◆ Directions for this task
Every line in the data below that has the word "BTreeSet" should be returned.

◆ Data section

====

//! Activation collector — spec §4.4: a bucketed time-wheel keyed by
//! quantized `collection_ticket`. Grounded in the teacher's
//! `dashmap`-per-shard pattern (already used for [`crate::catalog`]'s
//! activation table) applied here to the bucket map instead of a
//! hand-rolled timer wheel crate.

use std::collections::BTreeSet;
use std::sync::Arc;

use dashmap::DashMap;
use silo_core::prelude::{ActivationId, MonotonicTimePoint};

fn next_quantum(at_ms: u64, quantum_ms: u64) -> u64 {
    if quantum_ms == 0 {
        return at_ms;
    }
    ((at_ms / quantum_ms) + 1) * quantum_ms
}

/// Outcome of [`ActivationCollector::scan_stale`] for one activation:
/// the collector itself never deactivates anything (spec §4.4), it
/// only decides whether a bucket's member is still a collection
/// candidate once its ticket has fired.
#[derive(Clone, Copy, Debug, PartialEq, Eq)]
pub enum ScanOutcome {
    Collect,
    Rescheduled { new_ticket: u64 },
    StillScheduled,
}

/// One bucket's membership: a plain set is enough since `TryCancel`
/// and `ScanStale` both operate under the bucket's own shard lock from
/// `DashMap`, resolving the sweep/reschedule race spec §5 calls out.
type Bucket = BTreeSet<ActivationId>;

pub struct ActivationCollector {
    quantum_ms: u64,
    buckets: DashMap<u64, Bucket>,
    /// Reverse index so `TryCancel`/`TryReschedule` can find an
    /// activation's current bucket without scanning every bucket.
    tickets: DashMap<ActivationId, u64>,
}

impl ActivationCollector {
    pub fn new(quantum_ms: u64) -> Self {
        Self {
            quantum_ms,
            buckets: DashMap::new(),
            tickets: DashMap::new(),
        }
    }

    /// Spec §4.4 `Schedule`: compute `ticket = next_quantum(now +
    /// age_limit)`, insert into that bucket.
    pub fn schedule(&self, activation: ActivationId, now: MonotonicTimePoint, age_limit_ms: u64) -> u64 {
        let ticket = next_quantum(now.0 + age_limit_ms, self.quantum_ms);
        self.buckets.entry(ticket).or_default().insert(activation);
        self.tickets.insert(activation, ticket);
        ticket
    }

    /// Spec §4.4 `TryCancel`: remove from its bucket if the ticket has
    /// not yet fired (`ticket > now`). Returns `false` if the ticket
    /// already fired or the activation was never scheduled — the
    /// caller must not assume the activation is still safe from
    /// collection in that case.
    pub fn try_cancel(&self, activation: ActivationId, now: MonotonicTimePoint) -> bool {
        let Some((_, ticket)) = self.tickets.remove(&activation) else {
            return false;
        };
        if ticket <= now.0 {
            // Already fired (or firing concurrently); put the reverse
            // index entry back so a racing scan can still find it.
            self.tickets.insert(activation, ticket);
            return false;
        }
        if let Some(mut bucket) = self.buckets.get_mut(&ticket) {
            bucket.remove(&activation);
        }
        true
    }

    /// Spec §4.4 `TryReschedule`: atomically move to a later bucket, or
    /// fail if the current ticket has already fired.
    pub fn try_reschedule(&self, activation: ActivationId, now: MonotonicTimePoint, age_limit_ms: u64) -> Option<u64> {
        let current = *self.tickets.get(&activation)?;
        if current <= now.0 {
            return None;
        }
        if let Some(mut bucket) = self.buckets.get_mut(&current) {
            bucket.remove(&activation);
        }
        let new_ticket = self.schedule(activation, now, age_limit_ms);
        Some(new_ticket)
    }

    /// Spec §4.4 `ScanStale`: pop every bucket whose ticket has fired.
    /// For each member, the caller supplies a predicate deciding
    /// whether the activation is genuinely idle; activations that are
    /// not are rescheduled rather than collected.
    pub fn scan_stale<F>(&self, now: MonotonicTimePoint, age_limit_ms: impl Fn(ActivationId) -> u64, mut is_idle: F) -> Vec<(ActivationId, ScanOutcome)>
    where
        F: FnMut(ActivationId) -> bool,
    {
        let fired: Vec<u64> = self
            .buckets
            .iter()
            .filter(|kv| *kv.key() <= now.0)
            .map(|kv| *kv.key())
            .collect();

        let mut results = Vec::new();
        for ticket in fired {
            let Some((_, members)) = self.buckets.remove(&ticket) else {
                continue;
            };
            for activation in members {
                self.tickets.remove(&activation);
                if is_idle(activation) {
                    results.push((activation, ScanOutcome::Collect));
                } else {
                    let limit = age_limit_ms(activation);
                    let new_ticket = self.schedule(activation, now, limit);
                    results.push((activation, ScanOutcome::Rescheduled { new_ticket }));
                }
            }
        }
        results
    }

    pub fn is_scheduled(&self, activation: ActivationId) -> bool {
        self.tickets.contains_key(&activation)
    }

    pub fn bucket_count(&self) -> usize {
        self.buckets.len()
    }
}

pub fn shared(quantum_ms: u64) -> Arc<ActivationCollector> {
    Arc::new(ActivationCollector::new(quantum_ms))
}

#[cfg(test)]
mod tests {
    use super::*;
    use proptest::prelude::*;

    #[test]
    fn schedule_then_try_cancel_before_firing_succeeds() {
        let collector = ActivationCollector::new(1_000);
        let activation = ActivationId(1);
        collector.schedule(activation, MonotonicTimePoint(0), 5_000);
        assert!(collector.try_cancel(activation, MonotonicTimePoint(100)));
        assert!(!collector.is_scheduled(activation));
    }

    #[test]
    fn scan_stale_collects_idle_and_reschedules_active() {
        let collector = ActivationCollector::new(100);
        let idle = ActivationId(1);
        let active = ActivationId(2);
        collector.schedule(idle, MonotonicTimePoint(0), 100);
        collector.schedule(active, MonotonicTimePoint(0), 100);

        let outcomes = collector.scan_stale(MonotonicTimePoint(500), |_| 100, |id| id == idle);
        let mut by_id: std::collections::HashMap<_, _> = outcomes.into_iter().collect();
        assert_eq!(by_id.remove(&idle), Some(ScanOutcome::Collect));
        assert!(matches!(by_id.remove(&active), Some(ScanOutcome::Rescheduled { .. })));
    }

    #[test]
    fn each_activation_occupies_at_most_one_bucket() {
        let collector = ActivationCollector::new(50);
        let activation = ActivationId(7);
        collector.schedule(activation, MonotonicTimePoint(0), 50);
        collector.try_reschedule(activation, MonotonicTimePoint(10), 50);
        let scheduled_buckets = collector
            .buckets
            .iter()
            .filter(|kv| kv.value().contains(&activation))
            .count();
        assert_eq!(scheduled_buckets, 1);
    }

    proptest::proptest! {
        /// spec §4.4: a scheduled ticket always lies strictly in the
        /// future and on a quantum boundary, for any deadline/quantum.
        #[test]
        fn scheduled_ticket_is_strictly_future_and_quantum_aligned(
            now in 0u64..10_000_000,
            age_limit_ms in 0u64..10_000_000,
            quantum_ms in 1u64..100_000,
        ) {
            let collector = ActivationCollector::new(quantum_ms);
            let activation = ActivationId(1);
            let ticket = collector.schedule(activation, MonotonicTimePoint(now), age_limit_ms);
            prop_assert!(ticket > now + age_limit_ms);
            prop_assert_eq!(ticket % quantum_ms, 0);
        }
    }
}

====

◆ Reply to the task
use std::collections::BTreeSet;
type Bucket = BTreeSet<ActivationId>;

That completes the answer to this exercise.